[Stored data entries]

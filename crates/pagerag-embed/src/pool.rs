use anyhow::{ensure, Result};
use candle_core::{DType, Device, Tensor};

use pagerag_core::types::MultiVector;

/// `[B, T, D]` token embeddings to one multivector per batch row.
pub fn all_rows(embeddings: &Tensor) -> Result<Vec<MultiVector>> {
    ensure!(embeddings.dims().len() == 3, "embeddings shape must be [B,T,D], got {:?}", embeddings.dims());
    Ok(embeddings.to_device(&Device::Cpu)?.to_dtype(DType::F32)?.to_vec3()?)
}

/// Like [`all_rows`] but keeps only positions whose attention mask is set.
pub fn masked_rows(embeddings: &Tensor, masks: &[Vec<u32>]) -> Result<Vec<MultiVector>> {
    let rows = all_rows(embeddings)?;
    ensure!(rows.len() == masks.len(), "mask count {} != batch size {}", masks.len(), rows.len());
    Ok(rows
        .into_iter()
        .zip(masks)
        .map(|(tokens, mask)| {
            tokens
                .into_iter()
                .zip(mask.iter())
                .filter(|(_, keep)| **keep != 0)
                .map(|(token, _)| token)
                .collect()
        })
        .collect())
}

==

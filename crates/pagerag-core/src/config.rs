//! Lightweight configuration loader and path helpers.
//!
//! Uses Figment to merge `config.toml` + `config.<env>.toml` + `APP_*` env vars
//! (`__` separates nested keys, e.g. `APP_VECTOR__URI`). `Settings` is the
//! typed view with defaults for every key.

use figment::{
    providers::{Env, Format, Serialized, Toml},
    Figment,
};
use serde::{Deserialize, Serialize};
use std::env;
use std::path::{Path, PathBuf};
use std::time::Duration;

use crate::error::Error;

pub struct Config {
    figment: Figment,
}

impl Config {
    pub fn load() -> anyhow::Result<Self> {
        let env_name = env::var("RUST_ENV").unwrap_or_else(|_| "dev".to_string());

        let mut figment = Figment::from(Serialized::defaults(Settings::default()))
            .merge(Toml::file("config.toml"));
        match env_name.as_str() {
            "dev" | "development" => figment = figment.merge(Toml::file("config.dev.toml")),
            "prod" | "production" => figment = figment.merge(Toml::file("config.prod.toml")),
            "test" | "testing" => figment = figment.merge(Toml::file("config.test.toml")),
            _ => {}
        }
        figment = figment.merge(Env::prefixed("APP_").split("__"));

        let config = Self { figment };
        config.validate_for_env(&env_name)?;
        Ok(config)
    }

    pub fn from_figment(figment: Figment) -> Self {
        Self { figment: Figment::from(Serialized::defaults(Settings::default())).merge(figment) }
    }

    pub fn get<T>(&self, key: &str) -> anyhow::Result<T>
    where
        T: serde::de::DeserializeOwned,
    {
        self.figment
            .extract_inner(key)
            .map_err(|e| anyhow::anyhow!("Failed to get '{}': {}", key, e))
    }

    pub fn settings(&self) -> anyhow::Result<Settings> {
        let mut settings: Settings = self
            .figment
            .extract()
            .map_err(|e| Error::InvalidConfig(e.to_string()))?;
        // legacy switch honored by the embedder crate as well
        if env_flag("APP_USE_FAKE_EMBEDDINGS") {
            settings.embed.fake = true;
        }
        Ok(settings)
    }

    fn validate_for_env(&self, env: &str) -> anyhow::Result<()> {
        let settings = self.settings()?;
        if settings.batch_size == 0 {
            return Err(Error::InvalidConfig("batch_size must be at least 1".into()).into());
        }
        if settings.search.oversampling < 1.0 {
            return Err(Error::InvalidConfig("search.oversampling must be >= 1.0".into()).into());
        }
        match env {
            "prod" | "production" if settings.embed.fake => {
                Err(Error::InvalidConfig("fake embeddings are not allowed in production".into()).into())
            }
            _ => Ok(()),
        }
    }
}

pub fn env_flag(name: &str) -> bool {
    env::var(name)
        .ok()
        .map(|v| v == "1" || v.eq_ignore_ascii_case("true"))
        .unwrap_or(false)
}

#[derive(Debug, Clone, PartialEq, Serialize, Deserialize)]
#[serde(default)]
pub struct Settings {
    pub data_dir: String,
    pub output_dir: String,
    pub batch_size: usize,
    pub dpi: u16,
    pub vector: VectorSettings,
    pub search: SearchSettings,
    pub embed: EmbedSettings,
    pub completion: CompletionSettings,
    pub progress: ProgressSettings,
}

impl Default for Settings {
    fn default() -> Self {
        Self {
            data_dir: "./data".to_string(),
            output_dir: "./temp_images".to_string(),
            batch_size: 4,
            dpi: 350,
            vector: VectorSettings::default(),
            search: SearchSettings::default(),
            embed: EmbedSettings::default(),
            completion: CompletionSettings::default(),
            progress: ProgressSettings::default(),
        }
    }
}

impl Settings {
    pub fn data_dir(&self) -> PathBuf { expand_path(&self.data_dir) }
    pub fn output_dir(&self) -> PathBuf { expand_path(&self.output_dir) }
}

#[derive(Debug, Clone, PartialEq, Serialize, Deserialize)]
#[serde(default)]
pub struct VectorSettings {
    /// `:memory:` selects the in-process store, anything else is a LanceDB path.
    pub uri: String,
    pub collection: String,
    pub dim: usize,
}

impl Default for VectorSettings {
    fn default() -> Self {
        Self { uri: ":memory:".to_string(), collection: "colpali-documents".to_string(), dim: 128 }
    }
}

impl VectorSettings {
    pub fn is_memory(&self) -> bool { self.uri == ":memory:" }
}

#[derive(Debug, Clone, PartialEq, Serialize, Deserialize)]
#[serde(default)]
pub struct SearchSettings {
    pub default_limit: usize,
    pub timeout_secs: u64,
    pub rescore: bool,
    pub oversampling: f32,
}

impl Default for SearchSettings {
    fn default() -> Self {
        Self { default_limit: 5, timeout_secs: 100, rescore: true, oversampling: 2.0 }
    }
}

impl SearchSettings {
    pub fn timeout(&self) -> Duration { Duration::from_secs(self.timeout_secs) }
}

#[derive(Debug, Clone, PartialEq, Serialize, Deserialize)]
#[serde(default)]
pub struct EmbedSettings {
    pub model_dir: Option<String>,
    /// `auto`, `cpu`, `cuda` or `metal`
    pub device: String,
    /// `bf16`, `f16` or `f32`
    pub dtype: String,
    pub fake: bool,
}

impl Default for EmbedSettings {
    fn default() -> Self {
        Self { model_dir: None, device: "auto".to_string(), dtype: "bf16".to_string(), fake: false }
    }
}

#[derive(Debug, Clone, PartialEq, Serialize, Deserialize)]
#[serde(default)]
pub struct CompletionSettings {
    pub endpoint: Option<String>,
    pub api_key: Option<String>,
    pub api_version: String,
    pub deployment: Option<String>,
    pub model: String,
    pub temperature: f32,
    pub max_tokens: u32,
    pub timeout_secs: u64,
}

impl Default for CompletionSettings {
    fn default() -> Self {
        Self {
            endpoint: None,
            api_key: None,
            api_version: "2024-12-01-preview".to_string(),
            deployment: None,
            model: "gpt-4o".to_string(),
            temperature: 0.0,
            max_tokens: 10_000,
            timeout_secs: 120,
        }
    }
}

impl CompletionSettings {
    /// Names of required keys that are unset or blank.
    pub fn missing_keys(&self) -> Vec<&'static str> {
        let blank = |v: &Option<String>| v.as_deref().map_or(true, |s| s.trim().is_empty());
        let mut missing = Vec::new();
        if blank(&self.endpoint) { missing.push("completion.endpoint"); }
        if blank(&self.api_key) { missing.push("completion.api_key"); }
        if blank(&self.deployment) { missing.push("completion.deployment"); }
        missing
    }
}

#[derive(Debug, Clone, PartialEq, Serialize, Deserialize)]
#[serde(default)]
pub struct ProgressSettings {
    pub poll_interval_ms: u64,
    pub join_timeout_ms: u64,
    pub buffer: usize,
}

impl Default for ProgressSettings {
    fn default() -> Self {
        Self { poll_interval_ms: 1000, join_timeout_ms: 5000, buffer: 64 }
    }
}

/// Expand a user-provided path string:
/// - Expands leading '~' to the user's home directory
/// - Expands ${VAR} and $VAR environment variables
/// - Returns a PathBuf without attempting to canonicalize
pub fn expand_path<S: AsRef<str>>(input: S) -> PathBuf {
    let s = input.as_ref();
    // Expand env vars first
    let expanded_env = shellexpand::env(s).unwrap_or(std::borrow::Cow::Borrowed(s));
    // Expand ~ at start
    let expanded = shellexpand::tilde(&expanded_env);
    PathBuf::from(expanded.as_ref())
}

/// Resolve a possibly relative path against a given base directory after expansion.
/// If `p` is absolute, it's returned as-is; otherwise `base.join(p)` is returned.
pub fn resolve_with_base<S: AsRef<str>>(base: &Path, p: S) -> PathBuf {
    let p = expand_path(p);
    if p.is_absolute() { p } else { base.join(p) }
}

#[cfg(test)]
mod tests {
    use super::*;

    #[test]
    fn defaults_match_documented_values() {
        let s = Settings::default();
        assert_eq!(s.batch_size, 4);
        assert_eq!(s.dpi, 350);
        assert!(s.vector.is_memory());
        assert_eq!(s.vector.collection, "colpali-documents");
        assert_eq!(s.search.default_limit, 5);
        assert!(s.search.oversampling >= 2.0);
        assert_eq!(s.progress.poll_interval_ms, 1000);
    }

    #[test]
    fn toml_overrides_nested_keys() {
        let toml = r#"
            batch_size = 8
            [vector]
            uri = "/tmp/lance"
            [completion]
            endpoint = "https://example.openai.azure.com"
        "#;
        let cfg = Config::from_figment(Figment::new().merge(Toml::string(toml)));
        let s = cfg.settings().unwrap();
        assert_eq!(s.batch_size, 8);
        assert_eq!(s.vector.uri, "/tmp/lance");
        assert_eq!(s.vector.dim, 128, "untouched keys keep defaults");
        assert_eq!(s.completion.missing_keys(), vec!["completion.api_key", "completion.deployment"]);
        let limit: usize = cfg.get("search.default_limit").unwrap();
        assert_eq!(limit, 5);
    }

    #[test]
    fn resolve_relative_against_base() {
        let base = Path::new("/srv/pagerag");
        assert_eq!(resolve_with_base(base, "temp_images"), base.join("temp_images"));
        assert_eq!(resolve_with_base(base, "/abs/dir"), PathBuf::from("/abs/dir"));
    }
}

- [Task to carry out]:
Write down exactly the span of lines above from the one containing "filename crates/pagerag-embed/src/pool.rs" to the one containing "pub fn all_rows(embeddings: &Tensor)", both ends included.

- [Reply]:
filename crates/pagerag-embed/src/pool.rs
use anyhow::{ensure, Result};
use candle_core::{DType, Device, Tensor};

use pagerag_core::types::MultiVector;

/// `[B, T, D]` token embeddings to one multivector per batch row.
pub fn all_rows(embeddings: &Tensor) -> Result<Vec<MultiVector>> {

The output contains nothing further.